[Collected data]
╔══

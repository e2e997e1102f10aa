//! layerseg-config: configuration resolution for layer-segmentation patch collection
//!
//! Entry point for the layerseg-config tool.

use layerseg_config::config::{Cli, Command, write_default_config};
use std::process::ExitCode;

mod app;
mod run;

use app::{exit_code, print_config_hint, setup_tracing};

/// Main entry point.
///
/// Excluded from coverage as it's the thin wrapper around testable components.
#[cfg(not(tarpaulin_include))]
fn main() -> ExitCode {
    let cli = Cli::parse_args();

    // Handle init subcommand
    if let Some(Command::Init { output }) = &cli.command {
        return handle_init(output);
    }

    setup_tracing(cli.verbose);

    match run::execute(&cli) {
        Ok(()) => exit_code::SUCCESS,
        Err(e) if e.is_config_error() => {
            eprintln!("Configuration error: {e}");
            if let run::RunError::Config(config_error) = &e {
                print_config_hint(config_error);
            }
            exit_code::CONFIG_ERROR
        }
        Err(e) => {
            tracing::error!("Application error: {e}");
            exit_code::runtime_error()
        }
    }
}

/// Handles the `init` subcommand.
fn handle_init(output: &std::path::Path) -> ExitCode {
    match write_default_config(output) {
        Ok(()) => {
            println!("Configuration template written to: {}", output.display());
            exit_code::SUCCESS
        }
        Err(e) => {
            eprintln!("Error: {e}");
            exit_code::CONFIG_ERROR
        }
    }
}
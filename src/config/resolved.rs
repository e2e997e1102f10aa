//! Fully resolved configuration handed to patch collectors.

use std::fmt;
use std::path::PathBuf;
use std::sync::Arc;

use ndarray::Array2;
use serde::{Deserialize, Serialize, Serializer};

use crate::loader::{DataLoader, LabelLoader};

use super::geometry::{ClipRange, RegionBounds};
use super::preprocessing::Preprocessing;
use super::raw::RawConfig;

/// Where patches are placed within a layer.
#[derive(Debug, Clone, Copy, PartialEq, Eq, Serialize, Deserialize)]
#[serde(rename_all = "lowercase")]
pub enum PatchPosition {
    /// Uniformly random rows inside the layer
    Random,
    /// The middle row of the layer
    Middle,
}

impl fmt::Display for PatchPosition {
    fn fmt(&self, f: &mut fmt::Formatter<'_>) -> fmt::Result {
        match self {
            Self::Random => write!(f, "random"),
            Self::Middle => write!(f, "middle"),
        }
    }
}

/// Numeric representation used by downstream computations.
#[derive(Debug, Clone, Copy, PartialEq, Eq, Serialize, Deserialize)]
#[serde(rename_all = "kebab-case")]
pub enum ComputeDataType {
    /// Double precision in host memory
    CpuDouble,
    /// Buffers resident on the accelerator
    AcceleratorResident,
}

impl fmt::Display for ComputeDataType {
    fn fmt(&self, f: &mut fmt::Formatter<'_>) -> fmt::Result {
        match self {
            Self::CpuDouble => write!(f, "cpu-double"),
            Self::AcceleratorResident => write!(f, "accelerator-resident"),
        }
    }
}

/// Loader implementations selected for this configuration.
#[derive(Clone)]
pub struct ResolvedLoaders {
    /// Scan loader registered under `data_loader`
    pub data: Arc<dyn DataLoader>,
    /// Ground-truth loader registered under `label_loader`
    pub label: Arc<dyn LabelLoader>,
}

impl fmt::Debug for ResolvedLoaders {
    fn fmt(&self, f: &mut fmt::Formatter<'_>) -> fmt::Result {
        f.debug_struct("ResolvedLoaders").finish_non_exhaustive()
    }
}

/// Fully resolved configuration for a collection session.
///
/// Every field is populated and the whole structure is internally
/// consistent:
///
/// - `layer_count == boundary_count + 1`
/// - `bscan_region_bounds.len() == regions_per_bscan`
/// - `columns_shape.len() == regions_per_volume`
/// - `label_ids` has one row per input file and `regions_per_volume` columns
/// - `clip_range` is set exactly when `clip` is true
///
/// # Construction
///
/// Use [`ConfigResolver::resolve`](super::ConfigResolver::resolve). Collectors
/// only read the result.
#[derive(Debug, Clone, Serialize)]
pub struct ResolvedConfig {
    /// Directory holding the scans
    pub data_dir: PathBuf,
    /// Directory holding the ground truth
    pub label_dir: PathBuf,

    /// Patch width in pixels (odd by caller contract)
    pub patch_width: usize,
    /// Patch height in pixels
    pub patch_height: usize,
    /// Verbosity level, 0 to 2
    pub verbosity: u8,
    /// Scan loader identifier
    pub data_loader: String,
    /// Ground-truth loader identifier
    pub label_loader: String,
    /// Print timing information
    pub print_timings: bool,
    /// Save appearance terms computed during prediction
    pub save_appearance_terms: bool,
    /// Run computations on an accelerator
    pub compute_on_accelerator: bool,
    /// Patches collected per class
    pub num_patches_per_class: usize,
    /// Center patches on the sampled pixel
    pub center_patches: bool,
    /// Where patches are placed within a layer
    pub patch_position: PatchPosition,
    /// Patch- and scan-level preprocessing pipelines
    pub preprocessing: Preprocessing,

    /// Regions per volume
    pub regions_per_volume: usize,
    /// Label ids, files × regions
    #[serde(serialize_with = "serialize_matrix")]
    pub label_ids: Array2<i64>,

    /// Clip scans to `clip_range`
    pub clip: bool,
    /// Columns kept when clipping
    pub clip_range: Option<ClipRange>,

    /// Scan width after clipping
    pub scan_width: usize,
    /// Scan height (rows of the probe scan)
    pub scan_height: usize,
    /// Boundaries in the ground truth
    pub boundary_count: usize,
    /// Layers between and around the boundaries
    pub layer_count: usize,
    /// Boundaries used for training
    pub edges_train: Vec<usize>,
    /// Layers used for training
    pub layers_train: Vec<usize>,
    /// Boundaries predicted
    pub edges_pred: Vec<usize>,
    /// Layers predicted
    pub layers_pred: Vec<usize>,

    /// Column bounds of each B-scan region
    pub bscan_region_bounds: Vec<RegionBounds>,
    /// Number of B-scan regions
    pub regions_per_bscan: usize,
    /// Shape-prior columns, one list per region of the volume
    pub columns_shape: Vec<Vec<usize>>,
    /// Columns used for prediction
    pub columns_pred: Vec<usize>,

    /// Numeric representation for downstream computations
    pub compute_data_type: ComputeDataType,
    /// Same as `layer_count`; kept for collectors that read this name
    pub num_layers: usize,

    /// Loaders selected by `data_loader` and `label_loader`
    #[serde(skip)]
    pub loaders: ResolvedLoaders,
}

impl ResolvedConfig {
    /// Label ids as nested rows.
    #[must_use]
    pub fn label_id_rows(&self) -> Vec<Vec<i64>> {
        matrix_rows(&self.label_ids)
    }
}

impl fmt::Display for ResolvedConfig {
    fn fmt(&self, f: &mut fmt::Formatter<'_>) -> fmt::Result {
        let clip_str = self
            .clip_range
            .map_or_else(|| "none".to_string(), |r| r.to_string());

        write!(
            f,
            "Config {{ scan: {}x{}, clip: {}, boundaries: {}, layers: {}, patch: {}x{}, \
             patches_per_class: {}, position: {}, regions: {}/volume {}/bscan, \
             loaders: {}/{}, compute: {} }}",
            self.scan_width,
            self.scan_height,
            clip_str,
            self.boundary_count,
            self.layer_count,
            self.patch_width,
            self.patch_height,
            self.num_patches_per_class,
            self.patch_position,
            self.regions_per_volume,
            self.regions_per_bscan,
            self.data_loader,
            self.label_loader,
            self.compute_data_type,
        )
    }
}

impl From<&ResolvedConfig> for RawConfig {
    /// Every user-settable field, fully specified.
    ///
    /// Resolving the result again against the same files yields the same
    /// configuration.
    fn from(config: &ResolvedConfig) -> Self {
        Self {
            patch_width: Some(config.patch_width),
            patch_height: Some(config.patch_height),
            verbosity: Some(config.verbosity),
            data_loader: Some(config.data_loader.clone()),
            label_loader: Some(config.label_loader.clone()),
            print_timings: Some(config.print_timings),
            save_appearance_terms: Some(config.save_appearance_terms),
            compute_on_accelerator: Some(config.compute_on_accelerator),
            num_patches_per_class: Some(config.num_patches_per_class),
            center_patches: Some(config.center_patches),
            patch_position: Some(config.patch_position),
            preprocessing: Some(config.preprocessing.clone()),
            regions_per_volume: Some(config.regions_per_volume),
            label_ids: Some(config.label_id_rows()),
            clip: Some(config.clip),
            clip_range: config.clip_range,
            edges_train: Some(config.edges_train.clone()),
            layers_train: Some(config.layers_train.clone()),
            edges_pred: Some(config.edges_pred.clone()),
            layers_pred: Some(config.layers_pred.clone()),
            bscan_region_bounds: Some(config.bscan_region_bounds.clone()),
            columns_shape: Some(config.columns_shape.clone()),
            columns_pred: Some(config.columns_pred.clone()),
        }
    }
}

fn matrix_rows(matrix: &Array2<i64>) -> Vec<Vec<i64>> {
    matrix.rows().into_iter().map(|row| row.to_vec()).collect()
}

fn serialize_matrix<S: Serializer>(matrix: &Array2<i64>, serializer: S) -> Result<S::Ok, S::Error> {
    matrix_rows(matrix).serialize(serializer)
}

╚══

Please count how many lines in the preceding records hold the word "pixels", then give only that number.

**Finished task**
2